### [PROMPT]
Give again, exactly as written, each line of the material below starting at the line that contains "every dialog through" and ending at the line that contains "Background work (title". Both ends count, and no other line does.

== Segment start ==

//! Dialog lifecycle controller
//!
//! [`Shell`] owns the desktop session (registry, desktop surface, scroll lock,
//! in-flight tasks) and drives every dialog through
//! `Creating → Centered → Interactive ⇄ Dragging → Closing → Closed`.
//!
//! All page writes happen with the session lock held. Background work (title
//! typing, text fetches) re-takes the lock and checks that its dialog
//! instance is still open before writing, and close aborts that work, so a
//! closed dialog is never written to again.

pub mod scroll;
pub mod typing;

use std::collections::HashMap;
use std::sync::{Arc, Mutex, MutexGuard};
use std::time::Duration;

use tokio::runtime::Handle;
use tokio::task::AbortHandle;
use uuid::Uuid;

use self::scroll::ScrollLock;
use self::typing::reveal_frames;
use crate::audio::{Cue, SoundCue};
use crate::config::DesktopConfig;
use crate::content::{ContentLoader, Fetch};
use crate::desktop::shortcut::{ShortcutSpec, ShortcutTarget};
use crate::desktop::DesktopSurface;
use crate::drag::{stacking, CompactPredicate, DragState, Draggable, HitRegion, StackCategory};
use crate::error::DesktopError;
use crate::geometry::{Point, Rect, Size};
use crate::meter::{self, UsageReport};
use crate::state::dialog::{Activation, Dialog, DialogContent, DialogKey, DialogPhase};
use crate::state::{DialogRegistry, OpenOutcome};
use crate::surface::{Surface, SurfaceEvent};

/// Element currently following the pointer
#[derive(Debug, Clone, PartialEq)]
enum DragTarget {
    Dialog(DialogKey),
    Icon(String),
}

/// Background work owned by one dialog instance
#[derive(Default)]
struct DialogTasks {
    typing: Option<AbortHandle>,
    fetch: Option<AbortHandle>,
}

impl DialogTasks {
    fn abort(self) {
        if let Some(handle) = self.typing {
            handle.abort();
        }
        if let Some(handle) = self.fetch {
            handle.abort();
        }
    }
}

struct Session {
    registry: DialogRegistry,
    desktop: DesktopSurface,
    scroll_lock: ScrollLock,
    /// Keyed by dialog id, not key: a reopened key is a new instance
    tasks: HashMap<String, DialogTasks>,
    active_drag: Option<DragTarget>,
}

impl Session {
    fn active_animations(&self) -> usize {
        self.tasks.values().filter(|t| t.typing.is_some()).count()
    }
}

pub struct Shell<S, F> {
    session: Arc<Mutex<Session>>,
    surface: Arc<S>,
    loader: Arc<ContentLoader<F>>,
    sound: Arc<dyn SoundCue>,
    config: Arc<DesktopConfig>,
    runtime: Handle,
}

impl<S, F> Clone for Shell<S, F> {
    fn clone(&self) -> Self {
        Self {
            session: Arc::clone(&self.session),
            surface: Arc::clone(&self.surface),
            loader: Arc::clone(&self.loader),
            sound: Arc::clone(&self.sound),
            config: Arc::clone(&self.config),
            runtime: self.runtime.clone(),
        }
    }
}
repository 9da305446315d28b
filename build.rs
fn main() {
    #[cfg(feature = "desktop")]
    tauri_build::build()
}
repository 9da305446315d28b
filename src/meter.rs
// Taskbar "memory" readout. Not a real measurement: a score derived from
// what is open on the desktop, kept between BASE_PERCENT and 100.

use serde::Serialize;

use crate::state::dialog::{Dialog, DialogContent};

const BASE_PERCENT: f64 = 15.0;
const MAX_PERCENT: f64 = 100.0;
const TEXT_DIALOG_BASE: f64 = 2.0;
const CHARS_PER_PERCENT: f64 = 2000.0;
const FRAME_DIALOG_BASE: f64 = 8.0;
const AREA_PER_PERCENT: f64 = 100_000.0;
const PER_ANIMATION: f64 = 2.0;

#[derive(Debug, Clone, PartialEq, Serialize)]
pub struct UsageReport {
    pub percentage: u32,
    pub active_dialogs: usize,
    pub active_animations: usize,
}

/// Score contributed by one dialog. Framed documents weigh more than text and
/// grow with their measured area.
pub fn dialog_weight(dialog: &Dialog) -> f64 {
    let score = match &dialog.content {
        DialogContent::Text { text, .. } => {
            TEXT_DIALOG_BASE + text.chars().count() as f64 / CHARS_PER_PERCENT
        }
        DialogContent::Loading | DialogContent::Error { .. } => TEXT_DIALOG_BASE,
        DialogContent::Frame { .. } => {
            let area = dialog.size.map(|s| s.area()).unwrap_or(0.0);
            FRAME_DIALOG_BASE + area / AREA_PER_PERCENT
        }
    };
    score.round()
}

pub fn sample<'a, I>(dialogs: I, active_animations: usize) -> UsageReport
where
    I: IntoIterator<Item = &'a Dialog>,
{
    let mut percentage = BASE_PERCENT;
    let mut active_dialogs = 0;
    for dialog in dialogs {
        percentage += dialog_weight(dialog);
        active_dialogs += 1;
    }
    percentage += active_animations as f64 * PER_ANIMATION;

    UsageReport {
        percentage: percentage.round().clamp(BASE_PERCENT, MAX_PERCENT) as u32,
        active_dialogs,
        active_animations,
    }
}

== Segment end ==

### [EXPECTED OUTPUT]
//! in-flight tasks) and drives every dialog through
//! `Creating → Centered → Interactive ⇄ Dragging → Closing → Closed`.
//!
//! All page writes happen with the session lock held. Background work (title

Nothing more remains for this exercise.